Tobin ran in 2016 for reelection to the Corporation Commission, he won in the Republican primary on August 30, 2016 and in the general election.

Biography
Tobin was born in 1958 as the second of six children in New York City to an Irish-American family. He is the son of a (now) retired New York City Police lieutenant. His grandparents immigrated from Ireland.

Tobin moved to Arizona in 1979, where he worked in banking and real estate lending for 13 years in the Phoenix metropolitan area.  He moved to Dewey 16 years ago. He started his own employee benefit company, known as TLC Employee Benefits and Consulting. He specializes in insurance, marketing and public relations.

Tobin owned and operated a local Farmers Insurance agency for six years.  He was also CEO of a local aerospace company employing 200 people for three years until 2003.

Tobin was elected the national president of the United States Junior Chamber of Commerce from 1988 to 1989. In that capacity Tobin served as ex-officio board member of the Muscular Dystrophy Association, St. Jude Children's Research Hospital and the Hugh O'Brian Youth Leadership Foundation. As president of the United States Junior Chamber, Tobin lobbied the Reagan Administration and later the Bush Administration for passage of the Line-Item Veto and a Balanced Budget Amendment.

Politics

Arizona Legislature

Tobin was first elected to the Arizona House of Representatives in 2006. He was reelected for three more terms, in 2008, 2010 and 2012.

In 2009 Tobin was one of 14 Arizona lawmakers investigated for accepting gifts from lobbyists for the Fiesta Bowl, which is prohibited by state statutes. He was not charged with any crime.

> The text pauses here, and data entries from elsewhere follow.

//! Inventory domain module.
//!
//! This crate contains business rules for stocked items, implemented purely as
//! deterministic domain logic (no IO, no HTTP, no storage).

pub mod item;

pub use item::{Item, ItemId, NewItem, keys};
#![allow(clippy::needless_lifetimes)]
#![allow(clippy::too_many_arguments)]

pub mod column;
pub mod dataframe;
pub mod error;
pub mod groupby;
pub mod index;
pub mod na;
pub mod series;

// Re-export commonly used types
pub use column::{Column, ColumnType, ColumnView, Scalar};
pub use dataframe::{DataFrame, FrameView};
pub use error::{Error, PandRSError, Result};
pub use groupby::{
    AggFunc, Applied, ApplyOutput, DataFrameGroupBy, GroupByOptions, Grouper, Grouping, KeySource,
    OutputKind, ParallelConfig, SeriesGroupBy,
};
pub use index::{DataFrameIndex, Index, IndexView, Label, MultiIndex};
pub use na::NA;
pub use series::{Series, SeriesView};

// Export version info
pub const VERSION: &str = env!("CARGO_PKG_VERSION");
use pandrs_groupby::{DataFrame, Error, KeySource, Label, Scalar, Series, NA};

fn labels(values: &[&str]) -> Vec<Label> {
    values.iter().map(|&v| Label::from(v)).collect()
}

#[test]
fn test_groupby_creation() {
    let values = Series::new(vec![10.0, 20.0, 30.0, 40.0, 50.0], Some("values".to_string()));
    let grouped = values.group_by(vec!["A", "B", "A", "B", "C"]).unwrap();

    assert_eq!(grouped.ngroups(), 3);
    assert_eq!(grouped.keys(), labels(&["A", "B", "C"]));
}

#[test]
fn test_groupby_size() {
    let values = Series::new(vec![10.0, 20.0, 30.0, 40.0, 50.0], Some("values".to_string()));
    let grouped = values.group_by(vec!["A", "B", "A", "B", "C"]).unwrap();

    let sizes = grouped.size().unwrap();
    assert_eq!(sizes.values(), &[2, 2, 1]);
    assert_eq!(sizes.index().labels(), labels(&["A", "B", "C"]));
    assert_eq!(sizes.name(), Some(&"size".to_string()));
}

#[test]
fn test_groups_split_by_first_element() {
    // rows ("a",1) ("b",2) ("a",3) grouped by the first element
    let values = Series::new(vec![1i64, 2, 3], Some("n".to_string()));
    let grouped = values.group_by(vec!["a", "b", "a"]).unwrap();

    let groups: Vec<(Label, Vec<i64>)> = grouped
        .iter()
        .map(|(key, view)| (key, view.values().to_vec()))
        .collect();
    assert_eq!(
        groups,
        vec![(Label::from("a"), vec![1, 3]), (Label::from("b"), vec![2])]
    );

    let sums = grouped.sum().unwrap();
    assert_eq!(sums.values(), &[Scalar::Float64(4.0), Scalar::Float64(2.0)]);
    assert_eq!(sums.name(), Some(&"n".to_string()));
}

#[test]
fn test_groupby_numeric_keys() {
    let values = Series::new(vec![1.0, 2.0, 3.0, 4.0], None);
    let grouped = values.group_by(vec![3i64, 1, 3, 2]).unwrap();

    assert_eq!(
        grouped.keys(),
        vec![Label::from(1i64), Label::from(2i64), Label::from(3i64)]
    );
    let means = grouped.mean().unwrap();
    assert_eq!(
        means.values(),
        &[Scalar::Float64(2.0), Scalar::Float64(4.0), Scalar::Float64(2.0)]
    );
}

#[test]
fn test_groups_and_indices() {
    let values = Series::new(vec![1.0, 2.0, 3.0], None);
    let grouped = values.group_by(vec!["y", "x", "y"]).unwrap();

    let groups = grouped.groups();
    assert_eq!(groups[&Label::from("y")], vec![Label::from(0usize), Label::from(2usize)]);
    let indices = grouped.indices();
    assert_eq!(indices[&Label::from("x")], vec![1]);
}

#[test]
fn test_get_group() {
    let values = Series::new(vec![1.0, 2.0, 3.0], None);
    let grouped = values.group_by(vec!["y", "x", "y"]).unwrap();

    let y = grouped.get_group("y").unwrap();
    assert_eq!(y.values(), &[1.0, 3.0]);
    assert_eq!(y.index().labels(), vec![Label::from(0usize), Label::from(2usize)]);

    assert!(matches!(grouped.get_group("z"), Err(Error::Index(_))));
}

#[test]
fn test_missing_keys_excluded() {
    let values = Series::new(vec![1.0, 2.0, 3.0, 4.0], None);
    let keys: Vec<pandrs_groupby::NA<Label>> = vec![
        Label::from("a").into(),
        pandrs_groupby::NA::NA,
        Label::from("a").into(),
        Label::from("b").into(),
    ];
    let grouped = values.group_by(keys).unwrap();

    assert_eq!(grouped.ngroups(), 2);
    let counts = grouped.count().unwrap();
    assert_eq!(counts.values(), &[Scalar::Int64(2), Scalar::Int64(1)]);
    let total: usize = grouped.indices().values().map(Vec::len).sum();
    assert_eq!(total, 3);
}

#[test]
fn test_permutation_invariance() {
    let keys = ["b", "a", "c", "a", "b", "c", "a"];
    let values = [1.0, 2.0, 3.0, 4.0, 5.0, 6.0, 7.0];
    let forward = Series::new(values.to_vec(), None);
    let expected = forward.group_by(keys.to_vec()).unwrap().sum().unwrap();

    let order = [6, 2, 4, 0, 5, 1, 3];
    let shuffled = Series::new(order.iter().map(|&i| values[i]).collect(), None);
    let shuffled_keys: Vec<&str> = order.iter().map(|&i| keys[i]).collect();
    let result = shuffled.group_by(shuffled_keys).unwrap().sum().unwrap();

    assert_eq!(result.values(), expected.values());
    assert_eq!(result.index().labels(), expected.index().labels());
}

#[test]
fn test_dataframe_group_by_column() {
    let df = DataFrame::new()
        .with_column("city", vec!["Tokyo", "Osaka", "Tokyo", "Nagoya"])
        .unwrap()
        .with_column("sales", vec![10.0, 7.0, 5.0, 2.0])
        .unwrap();

    let grouped = df.group_by("city").unwrap();
    let totals = grouped.sum().unwrap();

    assert_eq!(totals.column_names(), &["sales".to_string()]);
    assert_eq!(totals.index().labels(), labels(&["Nagoya", "Osaka", "Tokyo"]));
    assert_eq!(totals.index().names(), vec![Some("city".to_string())]);
    assert_eq!(totals.get(2, "sales").unwrap(), Scalar::Float64(15.0));
}

#[test]
fn test_select_shares_partition() {
    let df = DataFrame::new()
        .with_column("k", vec!["a", "b", "a"])
        .unwrap()
        .with_column("x", vec![1i64, 2, 3])
        .unwrap();

    let grouped = df.group_by("k").unwrap();
    let x = grouped.select("x").unwrap();
    assert!(std::ptr::eq(grouped.grouper(), x.grouper()));
    assert_eq!(
        x.max().unwrap().values(),
        &[Scalar::Int64(3), Scalar::Int64(2)]
    );

    assert!(matches!(
        grouped.select("missing"),
        Err(Error::ColumnNotFound(_))
    ));
}

#[test]
fn test_head_and_tail() {
    let df = DataFrame::new()
        .with_column("k", vec!["a", "b", "a", "a", "b"])
        .unwrap()
        .with_column("x", vec![1i64, 2, 3, 4, 5])
        .unwrap();
    let grouped = df.group_by(KeySource::column("k")).unwrap();

    let head = grouped.head(1);
    assert_eq!(head.column("x").unwrap().to_scalars(), vec![Scalar::Int64(1), Scalar::Int64(2)]);

    let tail = grouped.tail(1);
    assert_eq!(tail.column("x").unwrap().to_scalars(), vec![Scalar::Int64(4), Scalar::Int64(5)]);
}

#[test]
fn test_all_missing_keys_keep_index_name() {
    let df = DataFrame::new()
        .with_column("key", vec![f64::NAN, f64::NAN])
        .unwrap()
        .with_column("x", vec![1.0, 2.0])
        .unwrap();
    let grouped = df.group_by("key").unwrap();
    assert_eq!(grouped.ngroups(), 0);

    let sums = grouped.sum().unwrap();
    assert_eq!(sums.row_count(), 0);
    assert_eq!(sums.column_names(), &["x".to_string()]);
    assert_eq!(sums.index().names(), vec![Some("key".to_string())]);

    let firsts = grouped.first().unwrap();
    assert_eq!(firsts.index().names(), vec![Some("key".to_string())]);
}

fn quarters() -> DataFrame {
    DataFrame::new()
        .with_column("q1", vec![1i64, 10])
        .unwrap()
        .with_column("q2", vec![2i64, 20])
        .unwrap()
        .with_column("h2", vec![5i64, 50])
        .unwrap()
}

#[test]
fn test_group_columns() {
    let df = quarters();
    let grouped = df.group_by_columns(vec!["first", "first", "second"]).unwrap();
    assert!(grouped.groups_columns());
    assert_eq!(grouped.ngroups(), 2);

    let groups = grouped.groups();
    assert_eq!(groups[&Label::from("first")], labels(&["q1", "q2"]));
    assert_eq!(groups[&Label::from("second")], labels(&["h2"]));

    let sums = grouped.sum().unwrap();
    assert_eq!(sums.column_names(), &["first".to_string(), "second".to_string()]);
    assert_eq!(sums.index().labels(), vec![Label::from(0i64), Label::from(1i64)]);
    assert_eq!(sums.get(1, "first").unwrap(), Scalar::Float64(30.0));
    assert_eq!(sums.get(0, "second").unwrap(), Scalar::Float64(5.0));

    let maxes = grouped.max().unwrap();
    assert_eq!(maxes.get(0, "first").unwrap(), Scalar::Int64(2));
}

#[test]
fn test_group_columns_by_function() {
    let df = quarters();
    let grouped = df
        .group_by_columns(KeySource::function(|label: &Label| {
            NA::Value(Label::from(label.to_string().starts_with('q')))
        }))
        .unwrap();

    let heads = grouped.head(1);
    assert_eq!(heads.column_names(), &["q1".to_string(), "h2".to_string()]);
    assert_eq!(heads.index().labels(), df.index().labels());
}

#[test]
fn test_group_columns_transform_keeps_shape() {
    let df = quarters();
    let grouped = df.group_by_columns(vec!["first", "first", "second"]).unwrap();

    let same = grouped.transform(|group| group.to_frame()).unwrap();
    assert_eq!(same, df);
}

#[test]
fn test_group_columns_rejects_column_keys() {
    let df = quarters();
    let err = df.group_by_columns(KeySource::column("q1")).unwrap_err();
    assert!(matches!(err, Error::Configuration(_)));
}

Tobin has served as state House Majority Whip and House Majority Leader. In 2011, he was elected Speaker.

2014 congressional campaign

Tobin ran for Congress in Arizona's 1st congressional district, challenging incumbent Representative Ann Kirkpatrick (D). He was endorsed by Mitt Romney.

On August 26, 2014, in the Republican primary, Tobin faced off against State Rep. Adam Kwasman and rancher Gary Kiehne . According to Politico, Tobin was seen as the moderate candidate. The race was initially too close to call. Election results were finalized and Tobin was officially declared the primary's winner on September 2, when Kiehne conceded the race.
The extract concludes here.